不可忽视的是在HSC激活的过程中，CYGB表达被激活，而CYGB基因上游存在HIF-1α结合位点能受到低氧胁迫诱导而表达，那么CYGB是否介导HIF-1α对线粒体的调控，是否参与细胞铁死亡仍需进一步明确。另一方面，本课题组的研究表明，CYGB在癌细胞中能调控p53介导的细胞铁死亡，那么在HSC激活过程中，阐明CYGB对细胞铁死亡的调控机制将值得关注。

6 问题与展望

自CYGB发现迄今20年，对其功能的探索一直在持续。首先，作为珠蛋白家族中的一员，CYGB不仅具有携带和运输氧气的能力，还具有清除活性氧物质和调控NO代谢的作用。CYGB氨基酸序列内含有2个半胱氨酸，受细胞内氧化还原状态影响，可在分子内或者2个分子之间形成S-S键，改变CYGB与O2或者其他信号分子的结合，从而引起下游通路改变。但目前与CYGB结合的具体信号分子仍不十分明确，尤其是在一些低氧环境及病理状态下的下游信号通路仍需进一步明确；其次，尽管我们的研究表明，CYGB过表达后线粒体功能受损，且CYGB具有与线粒体膜结合的特性，但这种结合是否具有生物学意义，是否能影响线粒体对铁死亡的调控，目前仍不得而知。鉴于线粒体在调控铁死亡方面的重要作用，探寻CYGB通过何种具体方式影响线粒体功能，将会极大推动对CYGB功能的了解；最后，前面研究表明，HSC与中性粒细胞共培养条件下可激活其产生更多的ROS，且在cygb敲除后的HSC中发现了更高表达的炎症因子和趋化因子。由于炎症与纤维化、血管病变及癌症发生密切相关，那么CYGB如何影响免疫细胞，通过何种信号通路及作用机制调控炎症反应，铁死亡的调控平衡是否会是一个重要的节点，对这些问题的阐明将非常值得期待。
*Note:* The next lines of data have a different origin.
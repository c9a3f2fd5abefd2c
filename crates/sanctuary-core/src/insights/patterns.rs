//! Aggregations over journal snapshots
//!
//! Pure functions: they read the slices they are given and never touch the
//! database.

use crate::models::{Interaction, JournalEntry, RitualOutcome};

use super::types::{EmotionCounts, ModelEmotionCounts, OrderedMap, SuccessTally};

/// Key used for entries logged without a model id
pub const UNKNOWN_MODEL: &str = "unknown";

fn all_entries<'a>(
    interactions: &'a [Interaction],
    rituals: &'a [RitualOutcome],
) -> impl Iterator<Item = &'a dyn JournalEntry> {
    interactions
        .iter()
        .map(|i| i as &dyn JournalEntry)
        .chain(rituals.iter().map(|r| r as &dyn JournalEntry))
}

/// Count every emotion occurrence across both entry kinds
pub fn aggregate_emotion_counts(
    interactions: &[Interaction],
    rituals: &[RitualOutcome],
) -> EmotionCounts {
    let mut counts = EmotionCounts::new();
    for entry in all_entries(interactions, rituals) {
        for emotion in entry.emotions() {
            *counts.entry_or_default(emotion.name()) += 1;
        }
    }
    counts
}

/// Fraction of rituals marked successful; 0.0 when there are none
pub fn compute_success_rate(rituals: &[RitualOutcome]) -> f64 {
    if rituals.is_empty() {
        return 0.0;
    }
    let successes = rituals.iter().filter(|r| r.success).count();
    successes as f64 / rituals.len() as f64
}

/// Emotion counts grouped by the model that logged each entry
///
/// Entries without a model id (or with an empty one) are grouped under
/// [`UNKNOWN_MODEL`]. A model only appears once one of its entries
/// contributes an emotion.
pub fn emotion_counts_by_model(
    interactions: &[Interaction],
    rituals: &[RitualOutcome],
) -> ModelEmotionCounts {
    let mut by_model = ModelEmotionCounts::new();
    for entry in all_entries(interactions, rituals) {
        let model = entry
            .model_id()
            .filter(|m| !m.is_empty())
            .unwrap_or(UNKNOWN_MODEL);
        for emotion in entry.emotions() {
            *by_model
                .entry_or_default(model)
                .entry_or_default(emotion.name()) += 1;
        }
    }
    by_model
}

/// Per emotion, how many rituals carrying it succeeded and failed
pub fn ritual_success_by_emotion(rituals: &[RitualOutcome]) -> OrderedMap<SuccessTally> {
    let mut stats = OrderedMap::<SuccessTally>::new();
    for ritual in rituals {
        for emotion in &ritual.emotions {
            stats
                .entry_or_default(emotion.name())
                .record(ritual.success);
        }
    }
    stats
}

/// The `n` highest-valued keys; equal values keep first-seen order
pub fn top_n<V: Copy + PartialOrd>(map: &OrderedMap<V>, n: usize) -> Vec<(String, V)> {
    let mut ranked: Vec<(String, V)> = map.iter().map(|(k, v)| (k.to_string(), *v)).collect();
    // sort_by is stable, which is what keeps ties in first-seen order
    ranked.sort_by(|a, b| {
        b.1.partial_cmp(&a.1)
            .unwrap_or(std::cmp::Ordering::Equal)
    });
    ranked.truncate(n);
    ranked
}
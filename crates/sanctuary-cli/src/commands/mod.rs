//! CLI command implementations
//!
//! Commands are organized by domain:
//! - `core` - Core commands (init) and shared utilities (open_db)
//! - `log` - Log interactions and ritual outcomes
//! - `journal` - List interactions and rituals
//! - `insights` - Insight and per-model emotion reports
//! - `serve` - MCP server command
//! - `status` - Database status

pub mod core;
pub mod insights;
pub mod journal;
pub mod log;
pub mod serve;
pub mod status;

// Re-export command functions for main.rs
pub use core::*;
pub use insights::*;
pub use journal::*;
pub use log::*;
pub use serve::*;
pub use status::*;

use anyhow::{Context, Result};
use serde::Serialize;

/// Truncate a string to a maximum number of characters, adding "..." if truncated
pub fn truncate(s: &str, max: usize) -> String {
    if s.chars().count() <= max {
        s.to_string()
    } else {
        let kept: String = s.chars().take(max.saturating_sub(3)).collect();
        format!("{}...", kept)
    }
}

/// Print a value as pretty JSON on stdout
pub fn print_json<T: Serialize>(value: &T) -> Result<()> {
    let json = serde_json::to_string_pretty(value).context("Failed to serialize output as JSON")?;
    println!("{}", json);
    Ok(())
}
//! JSON codec for the `emotions` column
//!
//! Emotions are stored as a JSON array of `{name, intensity}` objects in the
//! order they were logged. Decoding is lenient: rows written by older tools
//! may carry text that no longer parses, and those rows read back with no
//! emotions instead of failing the whole query. Within a readable list, an
//! entry whose intensity is out of range is dropped on its own.

use tracing::warn;

use crate::error::Result;
use crate::models::{EmotionEntry, EmotionIntensity};

/// Encode an emotion list for storage
pub fn encode_emotions(emotions: &[EmotionIntensity]) -> Result<String> {
    let entries: Vec<EmotionEntry> = emotions.iter().map(EmotionEntry::from).collect();
    Ok(serde_json::to_string(&entries)?)
}

/// Decode a stored emotion list; a malformed list decodes as empty
pub fn decode_emotions(raw: &str) -> Vec<EmotionIntensity> {
    if raw.trim().is_empty() {
        return Vec::new();
    }

    let entries = match serde_json::from_str::<Vec<EmotionEntry>>(raw) {
        Ok(entries) => entries,
        Err(e) => {
            warn!(error = %e, "Ignoring malformed stored emotions");
            return Vec::new();
        }
    };

    entries
        .into_iter()
        .filter_map(|entry| match EmotionIntensity::from_stored(entry.name, entry.intensity) {
            Ok(emotion) => Some(emotion),
            Err(e) => {
                warn!(error = %e, "Ignoring stored emotion");
                None
            }
        })
        .collect()
}
//! MCP server tests

use super::*;
use rmcp::model::ErrorCode;
use serde_json::{json, Value};

fn setup_test_server() -> SanctuaryMcpServer {
    let db = Database::in_memory().expect("Failed to create test database");
    SanctuaryMcpServer::new(db)
}

/// Parse the JSON text payload of a successful tool call
fn payload(result: CallToolResult) -> Value {
    let raw = serde_json::to_value(&result).unwrap();
    let text = raw["content"][0]["text"]
        .as_str()
        .expect("tool result should carry text content");
    serde_json::from_str(text).unwrap()
}

fn params<T: serde::de::DeserializeOwned>(value: Value) -> Parameters<T> {
    Parameters(serde_json::from_value(value).unwrap())
}

struct Unserializable;

impl Serialize for Unserializable {
    fn serialize<S: serde::Serializer>(&self, _: S) -> Result<S::Ok, S::Error> {
        Err(serde::ser::Error::custom("cannot encode"))
    }
}

#[test]
fn test_serialization_failure_is_internal_error() {
    let err = into_tool_result("get_insights", Ok(Unserializable)).unwrap_err();
    assert_eq!(err.code, ErrorCode::INTERNAL_ERROR);
    assert!(err.message.contains("cannot encode"));
}

#[test]
fn test_server_info() {
    let server = setup_test_server();
    let info = server.get_info();
    assert_eq!(info.server_info.name, "sanctuary");
    assert!(info.capabilities.tools.is_some());
    assert!(info.capabilities.resources.is_none());
    assert!(info.instructions.is_some());
}

#[test]
fn test_all_tools_registered() {
    let server = setup_test_server();
    let mut names: Vec<String> = server
        .tool_router
        .list_all()
        .into_iter()
        .map(|t| t.name.to_string())
        .collect();
    names.sort();
    assert_eq!(
        names,
        vec![
            "get_insights",
            "get_interactions",
            "get_rituals",
            "log_interaction",
            "log_ritual",
            "query_emotions_by_model",
            "query_ritual_insights",
        ]
    );
}

#[tokio::test]
async fn test_log_and_list_interactions() {
    let server = setup_test_server();

    let logged = server
        .log_interaction(params(json!({
            "familiar_id": "owl",
            "interaction_type": "vision",
            "emotions": [{"name": "awe", "intensity": 0.9}],
            "model_id": "claude",
            "timestamp": "2024-06-20T22:00:00Z"
        })))
        .await
        .unwrap();
    assert_eq!(payload(logged)["id"], 1);

    let listed = server
        .get_interactions(params(json!({"model_id": "claude"})))
        .await
        .unwrap();
    let entries = payload(listed);
    assert_eq!(entries.as_array().unwrap().len(), 1);
    assert_eq!(entries[0]["familiar_id"], "owl");
    assert_eq!(entries[0]["emotions"][0]["name"], "awe");
}

#[tokio::test]
async fn test_validation_maps_to_invalid_params() {
    let server = setup_test_server();

    let err = server
        .log_ritual(params(json!({
            "ritual_name": "Moon Rite",
            "success": true,
            "emotions": [{"name": "joy", "intensity": 1.5}]
        })))
        .await
        .unwrap_err();
    assert_eq!(err.code, ErrorCode::INVALID_PARAMS);

    let err = server
        .get_rituals(params(json!({"start": {"not": "a timestamp"}})))
        .await
        .unwrap_err();
    assert_eq!(err.code, ErrorCode::INVALID_PARAMS);
}

#[tokio::test]
async fn test_insight_tools() {
    let server = setup_test_server();

    server
        .log_ritual(params(json!({
            "ritual_name": "Moon Rite",
            "success": true,
            "emotions": [{"name": "joy", "intensity": 0.8}],
            "timestamp": 1718942400
        })))
        .await
        .unwrap();

    let insights = payload(server.get_insights().await.unwrap());
    let insights = insights.as_array().unwrap();
    assert_eq!(insights.len(), 3);
    assert_eq!(insights[1]["metrics"]["success_rate"], 1.0);
    assert_eq!(insights[1]["related_entities"]["rituals"][0], "Moon Rite");

    let by_model = payload(server.query_emotions_by_model().await.unwrap());
    assert_eq!(by_model["unknown"]["joy"], 1);

    let none = payload(
        server
            .query_ritual_insights(params(json!({"ritual_name": "Sun Rite"})))
            .await
            .unwrap(),
    );
    assert_eq!(none, json!([]));
}

#[tokio::test]
async fn test_sessions_share_database() {
    let shared = Arc::new(Mutex::new(
        Database::in_memory().expect("Failed to create test database"),
    ));
    let writer = SanctuaryMcpServer::with_shared(shared.clone());
    let reader = SanctuaryMcpServer::with_shared(shared);

    writer
        .log_interaction(params(json!({
            "familiar_id": "gardener",
            "interaction_type": "conversation"
        })))
        .await
        .unwrap();

    let entries = payload(
        reader
            .get_interactions(params(json!({})))
            .await
            .unwrap(),
    );
    assert_eq!(entries.as_array().unwrap().len(), 1);
}
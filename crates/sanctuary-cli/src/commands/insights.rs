//! Insight commands (insights, emotions)

use anyhow::Result;
use sanctuary_core::db::Database;
use sanctuary_core::insights::{generate_insights, PatternInsight};
use sanctuary_core::tools::{self, EntryFilterParams, RitualInsightsParams};

use super::print_json;

/// Insights for the requested scope: one ritual, one model, or the whole journal
pub fn collect_insights(
    db: &Database,
    ritual: Option<&str>,
    model: Option<&str>,
) -> Result<Vec<PatternInsight>> {
    if let Some(ritual_name) = ritual {
        let params = RitualInsightsParams {
            ritual_name: ritual_name.to_string(),
            model_id: model.map(str::to_string),
        };
        return Ok(tools::query_ritual_insights(db, params)?);
    }

    if let Some(model_id) = model {
        let filter = || EntryFilterParams {
            model_id: Some(model_id.to_string()),
            ..Default::default()
        };
        let interactions = tools::get_interactions(db, filter())?;
        let rituals = tools::get_rituals(db, filter())?;
        return Ok(generate_insights(&interactions, &rituals));
    }

    Ok(tools::get_insights(db)?)
}

pub fn cmd_insights(
    db: &Database,
    ritual: Option<&str>,
    model: Option<&str>,
    json: bool,
) -> Result<()> {
    let insights = collect_insights(db, ritual, model)?;

    if json {
        return print_json(&insights);
    }

    if insights.is_empty() {
        match ritual {
            Some(name) => println!("No outcomes logged for ritual '{}'.", name),
            None => println!("No insights yet."),
        }
        return Ok(());
    }

    println!();
    println!("🔮 Insights");
    println!("   ─────────────────────────────────────────────────────────────");

    for insight in &insights {
        println!();
        println!("   {}", insight.description);
        for (key, value) in insight.metrics.iter() {
            println!("     {:<20} {:.3}", key, value);
        }
    }

    Ok(())
}

pub fn cmd_emotions(db: &Database, json: bool) -> Result<()> {
    let by_model = tools::query_emotions_by_model(db)?;

    if json {
        return print_json(&by_model);
    }

    if by_model.is_empty() {
        println!("No emotions logged yet.");
        return Ok(());
    }

    println!();
    println!("💭 Emotions by Model");
    println!("   ─────────────────────────────────────────────────────────────");

    for (model, counts) in by_model.iter() {
        let listed: Vec<String> = counts
            .iter()
            .map(|(name, count)| format!("{} ({})", name, count))
            .collect();
        println!("   {:<16} │ {}", model, listed.join(", "));
    }

    Ok(())
}
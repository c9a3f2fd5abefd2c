//! Server command implementation

use std::path::Path;

use anyhow::{Context, Result};

use super::open_db;

pub async fn cmd_serve(db_path: &Path, host: &str, port: u16, stdio: bool) -> Result<()> {
    let db = open_db(db_path)?;

    if stdio {
        // stdout belongs to the protocol from here on
        return sanctuary_server::serve_stdio(db)
            .await
            .context("MCP stdio server failed");
    }

    println!("🚀 Starting Sanctuary MCP server...");
    println!("   Database: {}", db_path.display());
    println!("   Endpoint: http://{}:{}/mcp", host, port);
    println!();
    println!("   Press Ctrl+C to stop");

    sanctuary_server::start_mcp_server(db, host, port)
        .await
        .context("MCP server failed")
}
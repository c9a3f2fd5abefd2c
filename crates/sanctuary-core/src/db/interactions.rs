//! Familiar interaction database operations

use rusqlite::params;
use tracing::debug;

use super::{decode_emotions, encode_emotions, format_timestamp, parse_stored_timestamp};
use super::{Database, JournalFilter};
use crate::error::Result;
use crate::models::Interaction;

impl Database {
    /// Append an interaction and return its row id
    pub fn add_interaction(&self, interaction: &Interaction) -> Result<i64> {
        interaction.validate()?;
        let emotions_json = encode_emotions(&interaction.emotions)?;

        let conn = self.conn()?;
        conn.execute(
            r#"
            INSERT INTO interactions (timestamp, familiar_id, interaction_type, emotions, notes, model_id)
            VALUES (?, ?, ?, ?, ?, ?)
            "#,
            params![
                format_timestamp(&interaction.timestamp),
                interaction.familiar_id,
                interaction.interaction_type,
                emotions_json,
                interaction.notes,
                interaction.model_id,
            ],
        )?;

        let id = conn.last_insert_rowid();
        debug!(id, familiar = %interaction.familiar_id, "Logged interaction");
        Ok(id)
    }

    /// Interactions matching `filter`, oldest row first (by id)
    pub fn get_interactions(&self, filter: &JournalFilter<'_>) -> Result<Vec<Interaction>> {
        let conn = self.conn()?;
        let built = filter.build("familiar_id");

        let sql = format!(
            r#"
            SELECT timestamp, familiar_id, interaction_type, emotions, notes, model_id
            FROM interactions
            {}
            ORDER BY id ASC
            "#,
            built.where_clause
        );

        let params_refs: Vec<&dyn rusqlite::ToSql> =
            built.params.iter().map(|p| p.as_ref()).collect();

        let mut stmt = conn.prepare(&sql)?;
        let rows = stmt.query_map(params_refs.as_slice(), |row| {
            let timestamp: String = row.get(0)?;
            let emotions: Option<String> = row.get(3)?;
            Ok(Interaction {
                timestamp: parse_stored_timestamp(0, &timestamp)?,
                familiar_id: row.get(1)?,
                interaction_type: row.get(2)?,
                emotions: decode_emotions(emotions.as_deref().unwrap_or_default()),
                notes: row.get(4)?,
                model_id: row.get(5)?,
            })
        })?;

        let interactions = rows.collect::<std::result::Result<Vec<_>, _>>()?;
        debug!(count = interactions.len(), "Loaded interactions");
        Ok(interactions)
    }
}
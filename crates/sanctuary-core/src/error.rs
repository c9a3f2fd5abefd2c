//! Error types for Sanctuary

use thiserror::Error;

#[derive(Error, Debug)]
pub enum Error {
    /// A record or tool input failed construction-time checks
    #[error("Validation error: {0}")]
    Validation(String),

    #[error("Database error: {0}")]
    Database(#[from] rusqlite::Error),

    #[error("Database pool error: {0}")]
    Pool(#[from] r2d2::Error),

    #[error("IO error: {0}")]
    Io(#[from] std::io::Error),

    #[error("JSON error: {0}")]
    Json(#[from] serde_json::Error),
}

impl Error {
    pub(crate) fn validation(msg: impl Into<String>) -> Self {
        Error::Validation(msg.into())
    }

    /// True for failures of the storage layer (connection, pool, SQL, file IO)
    pub fn is_storage(&self) -> bool {
        matches!(self, Error::Database(_) | Error::Pool(_) | Error::Io(_))
    }

    pub fn is_validation(&self) -> bool {
        matches!(self, Error::Validation(_))
    }
}

pub type Result<T> = std::result::Result<T, Error>;
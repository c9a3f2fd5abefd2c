//! Core command implementations and shared utilities
//!
//! This module contains:
//! - `open_db` - Shared utility to open the database
//! - `cmd_init` - Initialize the database

use std::path::Path;

use anyhow::{Context, Result};
use sanctuary_core::db::Database;

/// Open the journal database, creating the schema if needed
pub fn open_db(db_path: &Path) -> Result<Database> {
    tracing::debug!(path = %db_path.display(), "Opening journal");
    Database::new(db_path)
        .with_context(|| format!("Failed to open database at {}", db_path.display()))
}

pub fn cmd_init(db_path: &Path) -> Result<()> {
    println!("🔧 Initializing database at {}...", db_path.display());

    let db = open_db(db_path)?;
    let stats = db.journal_stats().context("Failed to read journal")?;

    if stats.interactions + stats.rituals > 0 {
        println!(
            "   Existing journal kept ({} interactions, {} rituals)",
            stats.interactions, stats.rituals
        );
    }

    println!("✅ Database initialized successfully!");
    println!();
    println!("Next steps:");
    println!("  1. Log an entry: sanctuary log ritual --name \"Moon Rite\" --success -e joy=0.8");
    println!("  2. Connect an MCP client: sanctuary serve");

    Ok(())
}
//! The managed runtime's debug variables.
//!
//! A runtime exposes its debug toggles as a table that maps a name to an integer cell, much like
//! `GODEBUG` variables.  The pinning service only needs one of them: the foreign pointer checker,
//! which rejects foreign calls whose arguments reference managed memory that itself contains
//! managed pointers.  Pinned references legitimately violate that check, so
//! [`crate::util::no_check`] switches it off around such calls.
//!
//! A binding registers its real cell with [`register`].  Until it does, the built-in
//! [`FOREIGN_PTR_CHECK`] cell is used under the name [`DEFAULT_CHECK_VAR`].

use std::sync::atomic::{AtomicI32, Ordering};

use spin::RwLock;

use crate::util::log::{debug, warn};
pub use crate::util::options::DEFAULT_CHECK_VAR;

/// The built-in foreign pointer checker setting.  0 means the check is disabled.
pub static FOREIGN_PTR_CHECK: AtomicI32 = AtomicI32::new(1);

/// One named debug variable.
#[derive(Clone, Copy, Debug)]
pub struct DebugVar {
    pub name: &'static str,
    pub value: &'static AtomicI32,
}

lazy_static! {
    static ref DEBUG_VARS: RwLock<Vec<DebugVar>> = RwLock::new(vec![DebugVar {
        name: DEFAULT_CHECK_VAR,
        value: &FOREIGN_PTR_CHECK,
    }]);
}

/// Register a debug variable of the runtime.  A variable registered under an existing name
/// replaces the old one.  Return true if the name was not registered before.
///
/// Variables should be registered before the first [`crate::util::no_check`] call, which looks
/// up the checker variable once and keeps using it.
pub fn register(name: &'static str, value: &'static AtomicI32) -> bool {
    let mut vars = DEBUG_VARS.write();
    if let Some(var) = vars.iter_mut().find(|v| v.name == name) {
        warn!("Debug variable {} is registered again. The new cell replaces the old one.", name);
        var.value = value;
        false
    } else {
        debug!("Registered debug variable {}", name);
        vars.push(DebugVar { name, value });
        true
    }
}

/// Find the cell of a debug variable by name.
pub fn lookup(name: &str) -> Option<&'static AtomicI32> {
    DEBUG_VARS
        .read()
        .iter()
        .find(|v| v.name == name)
        .map(|v| v.value)
}

/// Read the current value of a debug variable.
pub fn get(name: &str) -> Option<i32> {
    lookup(name).map(|cell| cell.load(Ordering::SeqCst))
}

/// All registered debug variables and their current values.
pub fn snapshot() -> Vec<(&'static str, i32)> {
    DEBUG_VARS
        .read()
        .iter()
        .map(|v| (v.name, v.value.load(Ordering::SeqCst)))
        .collect()
}
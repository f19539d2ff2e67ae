//! The interface between the pinning service and the managed runtime.
//!
//! The runtime's collector is a black box to this crate.  A binding connects the two through:
//!
//! -   [`Pinnable`], which turns the runtime's pointers into [`crate::util::ObjectReference`]s,
//! -   [`crate::util::pinned_roots::PinnedRoots`], which the collector must consult before moving
//!     or reclaiming an object (see [`crate::memory_manager::pinned_roots`]), and
//! -   [`debug_vars`], where the runtime's foreign pointer checker setting lives.

pub mod debug_vars;
mod pinnable;

pub use self::pinnable::Pinnable;
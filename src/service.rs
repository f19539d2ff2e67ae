//! The process-wide pinning service.

use crate::scheduler::RestraintScheduler;
use crate::util::log::{debug, info};
use crate::util::options::Options;
use crate::util::pinned_roots::PinnedRoots;
use crate::vm::debug_vars::DEFAULT_CHECK_VAR;

// There is one pinning service per process: pinned roots are global, like the heap the
// collector manages.
static OPTIONS: spin::Once<Options> = spin::Once::new();
static SERVICE: spin::Once<PinningService> = spin::Once::new();

/// The pinned roots table, the restrainer pool and the options they were started with.
pub struct PinningService {
    pub options: &'static Options,
    pub pinned_roots: PinnedRoots,
    pub(crate) scheduler: RestraintScheduler,
}

impl PinningService {
    fn new(options: &'static Options) -> Self {
        match crate::util::logger::try_init() {
            Ok(_) => debug!("gcpin initialized the logger."),
            Err(_) => debug!(
                "gcpin failed to initialize the logger. Possibly a logger has been initialized by user."
            ),
        }
        if options.check_var == DEFAULT_CHECK_VAR {
            // The service may be started by a pin inside `no_check`.
            crate::util::no_check::seed_builtin_checker(options.foreign_ptr_check);
        }
        info!(
            "gcpin {} starting with {} restrainer thread(s)",
            env!("CARGO_PKG_VERSION"),
            options.restrainer_threads
        );
        PinningService {
            options,
            pinned_roots: PinnedRoots::new(),
            scheduler: RestraintScheduler::new(options.restrainer_threads),
        }
    }
}

/// Fix the options of the service.  This must be called before the first pin or `no_check`.
/// Return false, and ignore `options`, if the options have already been fixed.
pub fn init_options(options: Options) -> bool {
    let mut accepted = false;
    OPTIONS.call_once(|| {
        accepted = true;
        options
    });
    accepted
}

/// The options of the service.  Read from `GCPIN_*` environment variables on first use unless
/// [`init_options`] was called before.
pub fn options() -> &'static Options {
    OPTIONS.call_once(Options::default)
}

/// The service, started on first use.
pub fn service() -> &'static PinningService {
    let service = SERVICE.call_once(|| PinningService::new(options()));
    service.scheduler.spawn_workers(service);
    service
}

/// Has the service been started?
pub fn is_started() -> bool {
    SERVICE.is_completed()
}
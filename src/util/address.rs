use bytemuck::NoUninit;

use std::fmt;
use std::num::NonZeroUsize;

/// Address represents an arbitrary address. It is used for the foreign cells that escaped
/// references are written into, and as the raw value behind an [`ObjectReference`]. This type
/// needs to be zero overhead (memory wise and time wise).
#[repr(transparent)]
#[derive(Copy, Clone, Eq, Hash, PartialOrd, Ord, PartialEq, NoUninit)]
pub struct Address(usize);

impl Address {
    /// The lowest possible address.
    pub const ZERO: Self = Address(0);

    /// creates Address from a pointer
    pub fn from_ptr<T>(ptr: *const T) -> Address {
        Address(ptr as usize)
    }

    /// creates Address from a Rust reference
    pub fn from_ref<T>(r: &T) -> Address {
        Address(r as *const T as usize)
    }

    /// creates Address from a mutable pointer
    pub fn from_mut_ptr<T>(ptr: *mut T) -> Address {
        Address(ptr as usize)
    }

    /// is this address aligned to the given alignment
    pub const fn is_aligned_to(self, align: usize) -> bool {
        self.0 & (align - 1) == 0
    }

    /// converts the Address to a pointer
    pub fn to_ptr<T>(self) -> *const T {
        self.0 as *const T
    }

    /// converts the Address to a mutable pointer
    pub fn to_mut_ptr<T>(self) -> *mut T {
        self.0 as *mut T
    }
}

/// allows Display format the Address (as lower-case hex value with 0x prefix)
impl fmt::Display for Address {
    fn fmt(&self, f: &mut fmt::Formatter) -> fmt::Result {
        write!(f, "{:#x}", self.0)
    }
}

/// allows Debug format the Address (as lower-case hex value with 0x prefix)
impl fmt::Debug for Address {
    fn fmt(&self, f: &mut fmt::Formatter) -> fmt::Result {
        write!(f, "{:#x}", self.0)
    }
}

/// `ObjectReference` represents the address of an object in the managed heap.
///
/// It is opaque to this crate: an `ObjectReference` is only held, compared and written into
/// escape slots.  It is never dereferenced, and no address arithmetic is done on it.
///
/// An `ObjectReference` cannot be null.  Use `Option<ObjectReference>` for a slot that may hold
/// either an object reference or null.
#[repr(transparent)]
#[derive(Copy, Clone, Eq, Hash, PartialOrd, Ord, PartialEq)]
pub struct ObjectReference(NonZeroUsize);

impl ObjectReference {
    /// Cast the object reference to its raw address.
    pub fn to_raw_address(self) -> Address {
        Address(self.0.get())
    }

    /// Cast a raw address to an object reference.  Return `None` if the address is zero.
    pub fn from_raw_address(addr: Address) -> Option<ObjectReference> {
        NonZeroUsize::new(addr.0).map(ObjectReference)
    }

    /// Cast a raw pointer to an object reference.  Return `None` if the pointer is null.
    pub fn from_ptr<T>(ptr: *const T) -> Option<ObjectReference> {
        Self::from_raw_address(Address::from_ptr(ptr))
    }

    /// Get the object reference as a raw pointer.  The pointer is only meant to be handed to
    /// foreign code or compared; this crate never reads through it.
    pub fn to_ptr<T>(self) -> *const T {
        self.to_raw_address().to_ptr()
    }
}

impl fmt::Display for ObjectReference {
    fn fmt(&self, f: &mut fmt::Formatter) -> fmt::Result {
        write!(f, "{:#x}", self.0.get())
    }
}

impl fmt::Debug for ObjectReference {
    fn fmt(&self, f: &mut fmt::Formatter) -> fmt::Result {
        write!(f, "{:#x}", self.0.get())
    }
}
综上所述，本文阐明了近年来CYGB在调控纤维化、心血管疾病及癌症方面的研究进展，且将其与细胞铁死亡关联起来，并推测CYGB在细胞铁死亡调控方面具有不可忽视的重要功能(Fig.1)。因此，阐明CYGB在调控细胞铁死亡方面的机制和作用方式，将有助于进一步明确CYGB的功能，并对日益增长和加速的心血管疾病及癌症发生提供有价值的基础研究。